Money Market Monday September 09, 2017 at 14h51 GMT

Money Market Monday 09th September, 2017 at 14h51 GMT

Inflation Climbs to 8-Year High, Putting Additional Pressure on Pakis­tan Economy

Data out today show that Pakistan’s inflation accelerated to 8% in the month of August. Growth was driven by rising petrol and food prices; these were up by 7.6% and 5.7% respectively. The government had claimed that fuel prices had been raised for the benefit of the people, but the data suggest otherwise.

The continued rise in inflation adds to the pressure on Pakistan’s fragile economy. The ongoing recovery will prove challenging, as the real, inflation-adjusted pace of GDP growth is already in negative territory.

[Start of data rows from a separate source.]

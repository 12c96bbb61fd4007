use std::sync::Arc;

use serde::{Deserialize, Serialize};
use tracing::{info, Span};
use uuid::Uuid;

use super::require_final_status;
use crate::error::{Result, TemplateError};
use crate::repository::{ProofOutcome, TemplateRepository};
use crate::storage::types::{TemplateKey, VirusScanStatus};

/// Result of scanning one archived supplier proof.
#[derive(Debug, Clone, PartialEq, Eq, Serialize, Deserialize)]
#[serde(rename_all = "camelCase")]
pub struct ProofScanEvent {
    pub template_id: Uuid,
    pub supplier: String,
    pub file_name: String,
    pub virus_scan_status: VirusScanStatus,
}

impl ProofScanEvent {
    /// Parse and check an event body.
    pub fn parse(body: &str) -> Result<Self> {
        let event: ProofScanEvent = serde_json::from_str(body)?;
        event.check()?;
        Ok(event)
    }

    fn check(&self) -> Result<()> {
        require_final_status(self.virus_scan_status)?;
        if self.supplier.trim().is_empty() {
            return Err(TemplateError::field("supplier", "Supplier is required"));
        }
        if self.file_name.trim().is_empty() {
            return Err(TemplateError::field("fileName", "File name is required"));
        }
        Ok(())
    }
}

/// Records supplier proofs and escalates templates once a proof is usable.
pub struct ProofIngester {
    repository: Arc<TemplateRepository>,
    span: Span,
}

impl ProofIngester {
    pub fn new(repository: Arc<TemplateRepository>, span: Span) -> Self {
        Self { repository, span }
    }

    /// Apply one proof scan result.
    ///
    /// # Errors
    ///
    /// Rejects malformed events and templates whose owner cannot be resolved.
    /// Duplicate proofs and lost escalation races are not errors.
    pub fn handle(&self, event: &ProofScanEvent) -> Result<ProofOutcome> {
        event.check()?;

        let client_id = self.repository.client_id_for(&event.template_id)?;
        let key = TemplateKey::new(event.template_id, client_id);

        let outcome = self.repository.set_proof_virus_scan_status(
            &key,
            &event.file_name,
            event.virus_scan_status,
            &event.supplier,
        )?;

        let result = match &outcome {
            ProofOutcome::Rejected => "rejected",
            ProofOutcome::Appended(_) => "appended",
            ProofOutcome::Escalated(_) => "escalated",
        };
        info!(
            parent: &self.span,
            template_key = %key,
            supplier = %event.supplier,
            file_name = %event.file_name,
            result,
            "Processed proof scan result"
        );
        Ok(outcome)
    }
}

The real growth data, which strips out inflation-adjusted spikes, came in at 2.7% in the year to March 2017. The International Monetary Fund estimates that Pakistan’s long-term GDP growth is likely to hover around 4.5%, driven by the highly indebted energy and infrastructure sectors.

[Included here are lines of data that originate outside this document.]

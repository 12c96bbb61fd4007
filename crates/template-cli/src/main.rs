//! tmplctl - command-line interface for the template store
//!
//! Creates and manages message templates for a client, and feeds the letter
//! pipeline with virus scan and proof events.

mod app;
mod cli;
mod commands;
mod config;
mod constants;
mod errors;
mod output;

use clap::Parser;
use template_core::VERSION;

use crate::app::{init_logging, AppContext};
use crate::cli::{Cli, Commands};
use crate::commands::{events, init, maintenance, misc, templates};
use crate::errors::CliError;

fn main() {
    let cli = Cli::parse();
    let ctx = AppContext::new(&cli);
    init_logging(ctx.log_filter().as_deref());

    if let Err(e) = run(&ctx, &cli) {
        let err = CliError::from_anyhow(&e);
        if matches!(err, CliError::Internal) {
            tracing::error!(error = ?e, "Command failed");
        }
        err.exit();
    }
}

fn run(ctx: &AppContext, cli: &Cli) -> anyhow::Result<()> {
    match &cli.command {
        Some(Commands::Init(args)) => init::handle_init(ctx, args)?,
        Some(Commands::Create(args)) => templates::handle_create(ctx, args)?,
        Some(Commands::UploadLetter(args)) => templates::handle_upload_letter(ctx, args)?,
        Some(Commands::Update(args)) => templates::handle_update(ctx, args)?,
        Some(Commands::Submit(args)) => templates::handle_submit(ctx, args)?,
        Some(Commands::Delete(args)) => templates::handle_delete(ctx, args)?,
        Some(Commands::Show(args)) => templates::handle_show(ctx, args)?,
        Some(Commands::List(args)) => templates::handle_list(ctx, args)?,
        Some(Commands::RequestProof(args)) => templates::handle_request_proof(ctx, args)?,
        Some(Commands::ScanResult(args)) => events::handle_scan_result(ctx, args)?,
        Some(Commands::ProofResult(args)) => events::handle_proof_result(ctx, args)?,
        Some(Commands::PollProofs) => maintenance::handle_poll_proofs(ctx)?,
        Some(Commands::ProofRequests) => maintenance::handle_proof_requests(ctx)?,
        Some(Commands::Purge) => maintenance::handle_purge(ctx)?,
        Some(Commands::Completions(args)) => misc::handle_completions(args)?,
        None => {
            println!("tmplctl v{}", VERSION);
            println!("\nRun `tmplctl --help` for usage information.");
        }
    }
    Ok(())
}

If Pakistan’s macroeconomic indicators continue to deteriorate, the IMF will likely turn more cautious in its view of Pakistan’s growth prospects, which are already below its forecasts.

Pakistan’s inflation trajectory does look particularly worrisome. Between 2014 and 2017, Pakistan has witnessed four consecutive years of inflation averaging above 8%. A shift in the traditional growth paths that Pakistan previously benefited from may make the current situation worse, as improvements in the energy sector and infrastructure have helped fuel several years of strong growth.

One positive is that the Pakistan rupee has stabilized against the dollar this year, which should help ease pressures on the country’s balance of payments. However, if the country’s balance of payments deteriorates further, it will be more difficult for the government to prop up the rupee.

We continue to expect Pakistan’s annual inflation to average 7.5% this year, and to stay above 8% in 2018.

Finance Minister Asad Umar has recently announced that a new Debt Management Unit would be set up to help manage Pakistan’s external debt. This is a welcome step, and we expect Pakistan to pursue more and more restructuring of its foreign debt as it has the ability to do so.

Failing to do so could potentially have far-reaching implications for Pakistan’s fiscal deficit and external debt dynamics.

Developing Countries in the region have seen borrowing costs soar this year as economic growth slows, and investors worry about the impact of rising global interest rates.

Where would you rather park your money? That’s the question that a new survey on the effects of an uncertain economic outlook on investment levels by the Institute of International Finance seeks to answer.

Source: ieisglobal/Institute of International Finance

Data sources: Office of National Statistics of Pakistan, and Pakistan Bureau of Statistics.

About IMF’s debt strategies

Ongoing fiscal consolidation will continue to put downward pressure on Pakistan’s debt servicing costs. The authorities need to make the best use of the country’s free reserves, so they will continue to de-leverage debt rather than re-borrow. Pakistani policymakers have stepped up debt management, and taken some important policy actions, including on interest rates and oil prices. To stay on the right path, they will need to continue to pursue policies to diversify the economy, build up fiscal buffers, and work on more balanced investments. We will be monitoring the situation and prepared to provide information in the case of a deteriorating economic situation.

The global economic outlook remains fragile and mixed. Most industrialized countries, except for Japan, have posted moderate, if slightly weak, recovery in growth in recent quarters, with countries including the United States and the United Kingdom in expansion. However, fiscal policies remain tightening for most countries, and the global financial system continues to be susceptible to shocks. Financial vulnerabilities and concern over credit risks as a result of rising interest rates are particularly acute in the oil-importing economies.

Policy adjustment will be necessary in the coming year to adjust to the rise in interest rates and to boost long-term growth. Given the uncertainties ahead, macroeconomic policy should continue to focus on strengthening the transmission of monetary policy to the real economy, achieving good public finance, and diversifying the private sector, especially in non-agricultural sectors.